Severe Combined Immunodeficiency (SCID)

Programs that treat this condition

Immunology Program

Stem Cell Transplantation Program

What is severe combined immunodeficiency (SCID)?

SCID is a group of very rare, life-threatening diseases that are present at birth. The disease causes the child to have very little or no immune system. As a result, the child's body is unable to fight off infections. This disease process is also known as the "boy in the bubble" syndrome, because living in the normal environment can prove fatal to these children.

Children with this rare inherited disease become very ill with illnesses such as pneumonia, meningitis, and chickenpox and can die within the first year of their life. With new advances in treatments for these children, however, children with SCID can be successfully treated.

What causes SCID?

SCID is a group of inherited disorders. Many genetic defects can cause SCID. These defects reduce the ability of white cells in the blood to fight infection.

What are the symptoms of SCID?

Symptoms of SCID usually become apparent within the first year. The following are the most common symptoms of SCID. However, each child may experience symptoms differently. Symptoms may include:

numerous, serious, and/or life-threatening infections that are not easily treated and do not respond to medications (as they would in children without SCID), including the following:

pneumonia - infection of the lungs.

meningitis - infection of the brain.

sepsis - infection in the bloodstream.

other infections, including the following:

chronic skin infections

yeast infections in the mouth and diaper area

diarrhea

infection of the liver

How is SCID diagnosed?

A diagnosis of SCID is usually made based on a complete medical history and physical examination of your child.
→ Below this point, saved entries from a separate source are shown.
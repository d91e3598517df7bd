//! Common utilities module
//!
//! This module contains shared utilities used across the fusion pipeline.

pub mod error;

pub use error::{FusionError, Result, StreamKind};
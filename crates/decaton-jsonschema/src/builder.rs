// crates/decaton-jsonschema/src/builder.rs
// ============================================================================
// Module: Schema Builder
// Description: Generator for the processor-properties schema set.
// Purpose: Assemble deterministic schema outputs and write them to disk.
// Dependencies: cap-std, decaton-processor-properties, serde_jcs, serde_json, tracing
// ============================================================================

//! ## Overview
//! The schema builder resolves the registry once, assembles one document per
//! (draft, policy) combination and serializes each with canonical key ordering
//! so repeated runs are byte-identical. Files are written through a temporary
//! sibling and renamed into place: an interrupted run leaves complete files or
//! none under each expected name.

// ============================================================================
// SECTION: Imports
// ============================================================================

use std::collections::BTreeSet;
use std::ffi::OsString;
use std::io::ErrorKind;
use std::io::Write;
use std::path::Path;
use std::path::PathBuf;

use cap_std::ambient_authority;
use cap_std::fs::Dir;
use cap_std::fs::OpenOptions;
use decaton_processor_properties::PropertyRegistry;
use decaton_processor_properties::processor_properties;
use serde::Serialize;
use tracing::debug;
use tracing::info;

use crate::SchemaError;
use crate::assembler::SchemaAssembler;
use crate::draft::AdditionalProperties;
use crate::draft::SchemaDraft;
use crate::draft::is_schema_file_name;
use crate::draft::schema_file_name;
use crate::fragment::FragmentGenerator;
use crate::fragment::SchemarsFragments;
use crate::resolver::resolve_types;
use crate::types::SchemaArtifact;
use crate::types::SchemaBundle;

// ============================================================================
// SECTION: Schema Builder
// ============================================================================

/// Builder for the processor-properties schema set.
///
/// # Invariants
/// - [`SchemaBuilder::build`] emits every (draft, policy) combination exactly once.
#[derive(Debug, Clone)]
pub struct SchemaBuilder<G = SchemarsFragments> {
    /// Registry the schemas describe.
    registry: PropertyRegistry,
    /// Document assembler.
    assembler: SchemaAssembler<G>,
}

impl SchemaBuilder {
    /// Creates a builder for a registry using the `schemars` generator.
    #[must_use]
    pub const fn new(registry: PropertyRegistry) -> Self {
        Self::with_generator(registry, SchemarsFragments)
    }

    /// Creates a builder for the Decaton processor-properties catalog.
    ///
    /// # Errors
    ///
    /// Returns [`SchemaError::Configuration`] when the catalog is malformed.
    pub fn processor_properties() -> Result<Self, SchemaError> {
        Ok(Self::new(processor_properties()?))
    }
}

impl<G: FragmentGenerator> SchemaBuilder<G> {
    /// Creates a builder with a custom fragment generator.
    #[must_use]
    pub const fn with_generator(registry: PropertyRegistry, generator: G) -> Self {
        Self {
            registry,
            assembler: SchemaAssembler::new(generator),
        }
    }

    /// Returns the registry the schemas describe.
    #[must_use]
    pub const fn registry(&self) -> &PropertyRegistry {
        &self.registry
    }

    /// Builds the schema bundle without writing to disk.
    ///
    /// # Errors
    ///
    /// Returns [`SchemaError`] when type resolution or generation fails.
    pub fn build(&self) -> Result<SchemaBundle, SchemaError> {
        let resolved = resolve_types(&self.registry)?;
        let mut artifacts =
            Vec::with_capacity(SchemaDraft::ALL.len() * AdditionalProperties::ALL.len());
        for draft in SchemaDraft::ALL {
            for policy in AdditionalProperties::ALL {
                let document = self.assembler.assemble(&self.registry, &resolved, draft, policy)?;
                let bytes = serialize_json_pretty(&document)?;
                let file_name = schema_file_name(draft, policy);
                debug!(file = %file_name, bytes = bytes.len(), "assembled schema");
                artifacts.push(SchemaArtifact {
                    file_name,
                    draft,
                    policy,
                    document,
                    bytes,
                });
            }
        }
        ensure_unique_names(&artifacts)?;
        Ok(SchemaBundle {
            artifacts,
        })
    }

    /// Writes the schema bundle to the output directory, creating it if absent.
    ///
    /// # Errors
    ///
    /// Returns [`SchemaError`] when generation or writing fails.
    pub fn write_to(&self, output_dir: &Path) -> Result<SchemaBundle, SchemaError> {
        let bundle = self.build()?;
        let output = open_output_dir(output_dir, true)?;
        for artifact in &bundle.artifacts {
            write_file_atomic(&output, output_dir, &artifact.file_name, &artifact.bytes)?;
            info!(path = %output_dir.join(&artifact.file_name).display(), "wrote schema");
        }
        Ok(bundle)
    }

    /// Verifies the on-disk schemas match the generated bundle.
    ///
    /// Files outside the schema naming scheme are ignored; a schema-named file
    /// the bundle does not produce is reported as stale.
    ///
    /// # Errors
    ///
    /// Returns [`SchemaError`] when verification fails.
    pub fn verify_output(&self, output_dir: &Path) -> Result<(), SchemaError> {
        let bundle = self.build()?;
        let output = open_output_dir(output_dir, false)?;
        for artifact in &bundle.artifacts {
            let actual = match output.read(&artifact.file_name) {
                Ok(bytes) => bytes,
                Err(err) if err.kind() == ErrorKind::NotFound => {
                    return Err(SchemaError::Verification(format!(
                        "missing schema: {}",
                        artifact.file_name
                    )));
                }
                Err(err) => return Err(SchemaError::Io(err.to_string())),
            };
            if actual != artifact.bytes {
                return Err(SchemaError::Verification(format!(
                    "schema mismatch: {}",
                    artifact.file_name
                )));
            }
        }
        let expected: BTreeSet<&str> = bundle.file_names().into_iter().collect();
        for name in collect_schema_files(&output)? {
            if !expected.contains(name.as_str()) {
                return Err(SchemaError::Verification(format!("unexpected schema: {name}")));
            }
        }
        Ok(())
    }
}

// ============================================================================
// SECTION: Serialization
// ============================================================================

/// Serializes a value into pretty JSON bytes with canonical key ordering.
pub(crate) fn serialize_json_pretty<T: Serialize>(value: &T) -> Result<Vec<u8>, SchemaError> {
    let canonical =
        serde_jcs::to_vec(value).map_err(|err| SchemaError::Serialization(err.to_string()))?;
    let canonical_value: serde_json::Value = serde_json::from_slice(&canonical)
        .map_err(|err| SchemaError::Serialization(err.to_string()))?;
    let mut bytes = serde_json::to_vec_pretty(&canonical_value)
        .map_err(|err| SchemaError::Serialization(err.to_string()))?;
    bytes.push(b'\n');
    Ok(bytes)
}

/// Ensures artifact file names are unique.
fn ensure_unique_names(artifacts: &[SchemaArtifact]) -> Result<(), SchemaError> {
    let mut seen = BTreeSet::new();
    for artifact in artifacts {
        if !seen.insert(&artifact.file_name) {
            return Err(SchemaError::Generation(format!(
                "duplicate schema file name: {}",
                artifact.file_name
            )));
        }
    }
    Ok(())
}

// ============================================================================
// SECTION: Filesystem Helpers
// ============================================================================

/// Opens the output directory as a capability handle.
///
/// # Errors
///
/// Returns [`SchemaError`] when the path is empty, not a directory, or inaccessible.
pub(crate) fn open_output_dir(output_dir: &Path, create_missing: bool) -> Result<Dir, SchemaError> {
    if output_dir.as_os_str().is_empty() {
        return Err(SchemaError::OutputPath(output_dir.to_path_buf()));
    }
    if create_missing {
        Dir::create_ambient_dir_all(output_dir, ambient_authority())
            .map_err(|err| map_open_error(&err, output_dir))?;
    }
    Dir::open_ambient_dir(output_dir, ambient_authority())
        .map_err(|err| map_open_error(&err, output_dir))
}

/// Maps low-level open errors into path errors.
fn map_open_error(err: &std::io::Error, path: &Path) -> SchemaError {
    if matches!(
        err.kind(),
        ErrorKind::NotFound
            | ErrorKind::InvalidInput
            | ErrorKind::PermissionDenied
            | ErrorKind::NotADirectory
            | ErrorKind::AlreadyExists
    ) {
        return SchemaError::OutputPath(path.to_path_buf());
    }
    SchemaError::Io(err.to_string())
}

/// Writes file bytes using a temporary sibling and atomic rename.
///
/// `output_dir` is the ambient path `dir` was opened from, used in errors.
fn write_file_atomic(
    dir: &Dir,
    output_dir: &Path,
    file_name: &str,
    bytes: &[u8],
) -> Result<(), SchemaError> {
    for attempt in 0 .. 64_u32 {
        let temp_name = temp_file_name(file_name, attempt);
        let mut options = OpenOptions::new();
        options.write(true).create_new(true);
        match dir.open_with(&temp_name, &options) {
            Ok(mut temp_file) => {
                let written = temp_file
                    .write_all(bytes)
                    .and_then(|()| temp_file.sync_all())
                    .and_then(|()| dir.rename(&temp_name, dir, file_name));
                if let Err(err) = written {
                    let _ = dir.remove_file(&temp_name);
                    return Err(SchemaError::Io(err.to_string()));
                }
                return Ok(());
            }
            Err(err) if err.kind() == ErrorKind::AlreadyExists => {}
            Err(err) => return Err(map_open_error(&err, &output_dir.join(file_name))),
        }
    }
    Err(SchemaError::Generation(format!("unable to allocate temporary file for {file_name}")))
}

/// Builds a deterministic temporary file name for atomic writes.
fn temp_file_name(file_name: &str, attempt: u32) -> PathBuf {
    let mut temp = OsString::from(".tmp-");
    temp.push(file_name);
    temp.push(format!(".{}.{}", std::process::id(), attempt));
    PathBuf::from(temp)
}

/// Collects the schema-named regular files in the output directory.
pub(crate) fn collect_schema_files(dir: &Dir) -> Result<BTreeSet<String>, SchemaError> {
    let mut files = BTreeSet::new();
    let entries = dir.entries().map_err(|err| SchemaError::Io(err.to_string()))?;
    for entry in entries {
        let entry = entry.map_err(|err| SchemaError::Io(err.to_string()))?;
        let file_type = entry.file_type().map_err(|err| SchemaError::Io(err.to_string()))?;
        if !file_type.is_file() {
            continue;
        }
        let Some(name) = entry.file_name().to_str().map(str::to_string) else {
            continue;
        };
        if is_schema_file_name(&name) {
            files.insert(name);
        }
    }
    Ok(files)
}

// ============================================================================
// SECTION: Tests
// ============================================================================
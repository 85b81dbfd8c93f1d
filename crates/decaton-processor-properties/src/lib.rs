// crates/decaton-processor-properties/src/lib.rs
// ============================================================================
// Module: Decaton Processor Properties Library
// Description: Typed processor-property definitions and the static catalog.
// Purpose: Provide the single source of truth consumed by schema generation.
// Dependencies: serde, serde_json, thiserror
// ============================================================================

//! ## Overview
//! Processor properties are named, typed configuration entries with an
//! optional default value. Each one is declared as a
//! [`PropertyDefinition<T>`] constant; the catalog in [`properties`] erases
//! them into [`PropertyEntry`] records collected by a [`PropertyRegistry`],
//! which is what the schema generator walks.

// ============================================================================
// SECTION: Modules
// ============================================================================

pub mod definition;
pub mod properties;
pub mod registry;
pub mod value_type;

// ============================================================================
// SECTION: Errors
// ============================================================================

use thiserror::Error;

/// Errors raised while building property entries or registries.
///
/// # Invariants
/// - Every variant names the offending property.
#[derive(Debug, Error, Clone, PartialEq, Eq)]
pub enum PropertyError {
    /// A property was defined with an empty name.
    #[error("property name must not be empty")]
    EmptyName,
    /// A property uses a name reserved by generated documents.
    #[error("property name is reserved: {0}")]
    ReservedName(String),
    /// Two properties share the same name.
    #[error("duplicate property name: {0}")]
    DuplicateName(String),
    /// A default value failed the property's own validator.
    #[error("default value of {0} is rejected by its validator")]
    InvalidDefault(String),
    /// A default value could not be encoded as JSON.
    #[error("failed to serialize default value of {name}: {message}")]
    Serialization {
        /// Property name.
        name: String,
        /// Encoder message.
        message: String,
    },
}

// ============================================================================
// SECTION: Re-Exports
// ============================================================================

pub use definition::PropertyDefinition;
pub use definition::PropertyEntry;
pub use properties::SubPartitionRuntime;
pub use properties::processor_properties;
pub use registry::PropertyRegistry;
pub use registry::SCHEMA_PROPERTY;
pub use value_type::DeclaredType;
pub use value_type::EnumType;
pub use value_type::PropertyType;
pub use value_type::ValueType;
In addition, multiple blood tests may be ordered to help confirm the diagnosis.

Treatment for SCID:

Specific treatment for SCID will be determined by your child's physician based on:

your child's age, overall health, and medical history
extent of the disease
your child's tolerance for specific medications, procedures, or therapies
expectations for the course of the disease
your opinion or preference

The best treatment for this disease is a stem cell transplant which, in most cases, would cure the problem. A stem cell transplant is a treatment involving stem cells, a specific type of cell from which all blood cells develop. Stem cells develop into red blood cells to carry oxygen, white blood cells to fight disease and infection, and platelets to aid in blood clotting.

Transplantation of normal stem cells from another person is used to help restore normal blood production in patients whose own ability to make any or all of these blood cells has been compromised by cancer, intensive cancer treatment, or other types of damage or abnormality. The use of cells from another individual is called allogeneic transplantation. Stem cells collected from patients themselves prior to intensive treatment can also be used to supplement the recovery of the patient's own cells after particularly aggressive course of chemotherapy or radiation therapy. The use of a patient's own cells is referred to as autologous transplantation.

Stem cell transplantation and the treatment needed to manage its effects are complex. Your physician will give you more detailed information on what to expect.

Other treatment options include giving the child injections to help boost the child's immune system, and treating each infection very promptly and accurately.

What is the latest research on stem cell transplantation for SCID?

In the area of stem cell transplantation, the Dana-Farber/Children's Transplant Program is one of only eight institutions around the country that are investigating the use of umbilical cord cell transplantation. Also under study is a novel method for preventing graft versus host disease, a serious complication that occurs when transplanted cells do not recognize the tissues and organs of the recipient's body and react against the recipient's tissue. The result of this treatment approach, if it continues to be as successful, will be that the degree of match between donor and the recipient will not need to be particularly close, greatly increasing the pool of potential donors for each patient. This could also eliminate the need for long-term drug therapy traditionally needed to treat graft versus host disease.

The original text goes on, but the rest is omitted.